If a line below contains the string "struct", copy it out.

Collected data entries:
=-=-=

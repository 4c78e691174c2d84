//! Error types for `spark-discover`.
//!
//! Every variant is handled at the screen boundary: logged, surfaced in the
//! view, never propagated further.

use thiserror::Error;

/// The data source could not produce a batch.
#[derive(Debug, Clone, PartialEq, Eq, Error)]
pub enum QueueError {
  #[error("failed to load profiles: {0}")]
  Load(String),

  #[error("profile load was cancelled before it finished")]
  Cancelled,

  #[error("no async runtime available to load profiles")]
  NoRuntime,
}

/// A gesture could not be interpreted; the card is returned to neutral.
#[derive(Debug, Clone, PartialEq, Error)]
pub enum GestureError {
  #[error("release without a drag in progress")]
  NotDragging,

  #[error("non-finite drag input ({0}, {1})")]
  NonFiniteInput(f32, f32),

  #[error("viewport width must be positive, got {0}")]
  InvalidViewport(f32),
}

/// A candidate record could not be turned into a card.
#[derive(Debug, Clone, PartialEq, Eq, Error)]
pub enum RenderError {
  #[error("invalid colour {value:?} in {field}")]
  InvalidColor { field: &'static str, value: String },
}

=-=-=

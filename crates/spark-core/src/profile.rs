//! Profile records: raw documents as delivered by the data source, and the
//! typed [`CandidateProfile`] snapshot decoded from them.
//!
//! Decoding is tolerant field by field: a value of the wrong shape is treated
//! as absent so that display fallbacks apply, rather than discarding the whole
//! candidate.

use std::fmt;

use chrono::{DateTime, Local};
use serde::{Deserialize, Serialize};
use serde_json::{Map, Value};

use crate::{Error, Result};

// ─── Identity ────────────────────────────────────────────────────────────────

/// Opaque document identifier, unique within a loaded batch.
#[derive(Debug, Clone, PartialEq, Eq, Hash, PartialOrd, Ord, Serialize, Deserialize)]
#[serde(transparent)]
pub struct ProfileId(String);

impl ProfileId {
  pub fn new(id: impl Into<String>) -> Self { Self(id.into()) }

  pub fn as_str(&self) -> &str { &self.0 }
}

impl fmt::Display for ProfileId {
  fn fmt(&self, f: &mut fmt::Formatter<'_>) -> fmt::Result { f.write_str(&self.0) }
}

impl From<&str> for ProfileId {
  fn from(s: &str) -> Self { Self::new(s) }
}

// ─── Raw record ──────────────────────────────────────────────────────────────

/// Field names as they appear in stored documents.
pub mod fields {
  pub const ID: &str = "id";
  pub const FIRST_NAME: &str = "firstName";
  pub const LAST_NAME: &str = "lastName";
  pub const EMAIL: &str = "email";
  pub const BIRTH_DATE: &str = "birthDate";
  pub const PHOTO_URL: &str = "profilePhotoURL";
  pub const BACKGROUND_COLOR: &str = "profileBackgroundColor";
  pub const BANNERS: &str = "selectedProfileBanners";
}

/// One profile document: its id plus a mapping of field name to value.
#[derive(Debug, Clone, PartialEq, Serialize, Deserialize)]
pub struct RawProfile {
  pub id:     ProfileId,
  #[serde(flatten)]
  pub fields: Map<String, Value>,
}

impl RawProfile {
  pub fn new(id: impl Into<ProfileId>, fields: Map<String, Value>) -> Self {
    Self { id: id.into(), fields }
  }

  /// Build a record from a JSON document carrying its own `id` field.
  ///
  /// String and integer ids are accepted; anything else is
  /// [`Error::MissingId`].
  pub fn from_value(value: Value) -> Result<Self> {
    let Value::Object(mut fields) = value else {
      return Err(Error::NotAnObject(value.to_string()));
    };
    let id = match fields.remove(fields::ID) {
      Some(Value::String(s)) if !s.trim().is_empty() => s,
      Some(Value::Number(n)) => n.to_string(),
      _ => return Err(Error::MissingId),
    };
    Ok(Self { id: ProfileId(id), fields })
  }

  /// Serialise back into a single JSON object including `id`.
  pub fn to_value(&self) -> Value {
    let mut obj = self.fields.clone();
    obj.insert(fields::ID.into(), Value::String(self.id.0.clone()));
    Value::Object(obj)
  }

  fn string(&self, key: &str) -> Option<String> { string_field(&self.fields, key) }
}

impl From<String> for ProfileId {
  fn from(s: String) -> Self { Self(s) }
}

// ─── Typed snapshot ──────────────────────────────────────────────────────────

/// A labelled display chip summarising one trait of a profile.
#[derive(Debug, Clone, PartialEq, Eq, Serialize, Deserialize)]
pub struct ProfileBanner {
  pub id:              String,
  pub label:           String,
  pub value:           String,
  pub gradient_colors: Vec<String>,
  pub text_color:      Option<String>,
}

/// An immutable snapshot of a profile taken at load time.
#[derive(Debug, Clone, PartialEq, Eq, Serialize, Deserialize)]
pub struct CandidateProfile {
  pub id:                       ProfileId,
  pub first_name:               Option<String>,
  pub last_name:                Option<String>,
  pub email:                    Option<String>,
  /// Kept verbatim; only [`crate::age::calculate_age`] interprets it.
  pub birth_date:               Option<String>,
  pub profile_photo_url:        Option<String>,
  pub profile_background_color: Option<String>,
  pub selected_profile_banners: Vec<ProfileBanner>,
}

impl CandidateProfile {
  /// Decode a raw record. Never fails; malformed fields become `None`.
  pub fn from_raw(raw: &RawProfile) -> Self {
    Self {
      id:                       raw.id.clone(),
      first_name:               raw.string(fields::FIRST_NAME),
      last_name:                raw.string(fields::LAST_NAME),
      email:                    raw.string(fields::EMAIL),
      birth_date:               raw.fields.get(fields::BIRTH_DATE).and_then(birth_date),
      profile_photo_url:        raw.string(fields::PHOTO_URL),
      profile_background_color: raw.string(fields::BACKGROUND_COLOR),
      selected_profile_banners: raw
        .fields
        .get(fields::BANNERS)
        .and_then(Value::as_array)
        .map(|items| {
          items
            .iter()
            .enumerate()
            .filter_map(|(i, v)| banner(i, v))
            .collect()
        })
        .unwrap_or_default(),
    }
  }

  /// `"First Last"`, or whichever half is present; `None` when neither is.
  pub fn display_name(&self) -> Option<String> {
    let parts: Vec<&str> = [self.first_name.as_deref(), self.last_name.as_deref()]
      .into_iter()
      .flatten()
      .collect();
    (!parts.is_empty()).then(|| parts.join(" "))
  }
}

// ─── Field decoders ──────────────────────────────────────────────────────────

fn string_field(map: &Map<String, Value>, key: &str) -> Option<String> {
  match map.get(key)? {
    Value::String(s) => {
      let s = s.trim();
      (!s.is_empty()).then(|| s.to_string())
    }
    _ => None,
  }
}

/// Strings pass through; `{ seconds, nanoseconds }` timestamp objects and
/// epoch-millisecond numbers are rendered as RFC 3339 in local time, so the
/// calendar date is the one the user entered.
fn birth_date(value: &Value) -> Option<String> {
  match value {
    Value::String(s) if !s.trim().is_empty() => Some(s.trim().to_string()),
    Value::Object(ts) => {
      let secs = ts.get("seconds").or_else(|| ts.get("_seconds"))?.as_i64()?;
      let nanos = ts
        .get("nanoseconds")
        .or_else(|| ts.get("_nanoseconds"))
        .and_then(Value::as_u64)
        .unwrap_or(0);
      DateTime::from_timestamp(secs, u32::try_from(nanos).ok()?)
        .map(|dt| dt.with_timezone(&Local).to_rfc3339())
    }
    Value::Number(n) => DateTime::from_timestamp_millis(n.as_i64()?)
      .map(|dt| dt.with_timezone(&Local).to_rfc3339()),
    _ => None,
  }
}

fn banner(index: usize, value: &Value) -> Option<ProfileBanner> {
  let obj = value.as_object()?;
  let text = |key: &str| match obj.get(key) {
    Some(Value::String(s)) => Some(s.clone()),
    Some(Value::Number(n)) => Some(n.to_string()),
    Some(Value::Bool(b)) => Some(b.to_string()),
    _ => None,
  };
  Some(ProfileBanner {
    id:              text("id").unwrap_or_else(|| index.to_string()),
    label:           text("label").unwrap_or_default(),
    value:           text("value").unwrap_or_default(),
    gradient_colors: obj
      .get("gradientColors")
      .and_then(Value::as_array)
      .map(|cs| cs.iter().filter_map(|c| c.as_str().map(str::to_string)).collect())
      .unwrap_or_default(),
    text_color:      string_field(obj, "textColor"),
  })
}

=-=-=

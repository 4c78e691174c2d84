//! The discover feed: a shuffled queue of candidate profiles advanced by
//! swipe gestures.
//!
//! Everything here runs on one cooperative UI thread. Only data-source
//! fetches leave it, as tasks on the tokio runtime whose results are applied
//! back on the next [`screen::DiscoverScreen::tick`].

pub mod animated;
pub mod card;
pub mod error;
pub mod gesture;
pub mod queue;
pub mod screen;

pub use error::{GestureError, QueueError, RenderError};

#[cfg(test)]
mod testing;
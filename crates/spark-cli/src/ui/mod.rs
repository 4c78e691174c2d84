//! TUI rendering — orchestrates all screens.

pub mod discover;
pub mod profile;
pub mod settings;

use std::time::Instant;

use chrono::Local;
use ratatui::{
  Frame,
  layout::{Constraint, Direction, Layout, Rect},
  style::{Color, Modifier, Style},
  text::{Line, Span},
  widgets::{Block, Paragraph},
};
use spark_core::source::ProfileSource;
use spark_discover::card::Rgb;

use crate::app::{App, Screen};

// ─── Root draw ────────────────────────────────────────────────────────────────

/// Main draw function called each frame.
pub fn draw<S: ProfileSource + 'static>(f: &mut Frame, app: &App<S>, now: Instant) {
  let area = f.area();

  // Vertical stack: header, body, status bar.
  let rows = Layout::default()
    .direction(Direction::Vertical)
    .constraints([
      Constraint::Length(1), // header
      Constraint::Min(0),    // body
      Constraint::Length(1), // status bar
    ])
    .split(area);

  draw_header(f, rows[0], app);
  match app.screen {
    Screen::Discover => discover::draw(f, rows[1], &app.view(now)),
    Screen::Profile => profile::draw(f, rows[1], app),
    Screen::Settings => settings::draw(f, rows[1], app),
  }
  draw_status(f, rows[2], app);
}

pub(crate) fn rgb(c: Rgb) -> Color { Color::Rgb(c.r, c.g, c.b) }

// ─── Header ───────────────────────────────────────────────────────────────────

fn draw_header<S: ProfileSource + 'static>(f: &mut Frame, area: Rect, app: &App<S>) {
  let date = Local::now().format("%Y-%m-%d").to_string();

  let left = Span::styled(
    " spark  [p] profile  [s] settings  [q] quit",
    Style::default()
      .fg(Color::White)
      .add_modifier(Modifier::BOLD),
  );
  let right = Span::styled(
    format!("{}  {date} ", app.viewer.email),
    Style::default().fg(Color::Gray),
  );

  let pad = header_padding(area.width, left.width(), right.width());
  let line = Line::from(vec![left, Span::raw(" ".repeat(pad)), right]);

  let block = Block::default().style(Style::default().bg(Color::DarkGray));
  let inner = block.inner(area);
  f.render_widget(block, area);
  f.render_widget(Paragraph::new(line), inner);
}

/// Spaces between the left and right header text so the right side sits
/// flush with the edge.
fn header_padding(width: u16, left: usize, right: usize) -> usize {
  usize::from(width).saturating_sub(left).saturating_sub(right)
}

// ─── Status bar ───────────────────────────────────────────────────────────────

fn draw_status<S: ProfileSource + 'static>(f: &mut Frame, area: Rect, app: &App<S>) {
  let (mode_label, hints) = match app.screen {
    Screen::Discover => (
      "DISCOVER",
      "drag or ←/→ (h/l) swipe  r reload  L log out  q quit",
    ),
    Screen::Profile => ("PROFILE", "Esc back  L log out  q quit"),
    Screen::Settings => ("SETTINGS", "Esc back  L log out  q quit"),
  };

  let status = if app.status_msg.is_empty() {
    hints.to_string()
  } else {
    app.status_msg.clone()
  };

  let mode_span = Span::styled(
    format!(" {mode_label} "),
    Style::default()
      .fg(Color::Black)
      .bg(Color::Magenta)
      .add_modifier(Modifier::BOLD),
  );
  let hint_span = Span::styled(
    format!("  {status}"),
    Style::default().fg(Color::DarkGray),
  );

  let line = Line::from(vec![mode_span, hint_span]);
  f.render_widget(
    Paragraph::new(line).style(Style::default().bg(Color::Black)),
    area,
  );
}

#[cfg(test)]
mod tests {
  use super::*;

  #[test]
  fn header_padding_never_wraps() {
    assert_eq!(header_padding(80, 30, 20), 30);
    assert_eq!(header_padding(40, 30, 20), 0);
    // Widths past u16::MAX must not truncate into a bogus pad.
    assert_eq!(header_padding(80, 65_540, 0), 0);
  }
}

=-=-=

Solution for this problem:
pub struct ProfileId(String);
pub struct RawProfile {
pub struct ProfileBanner {
pub struct CandidateProfile {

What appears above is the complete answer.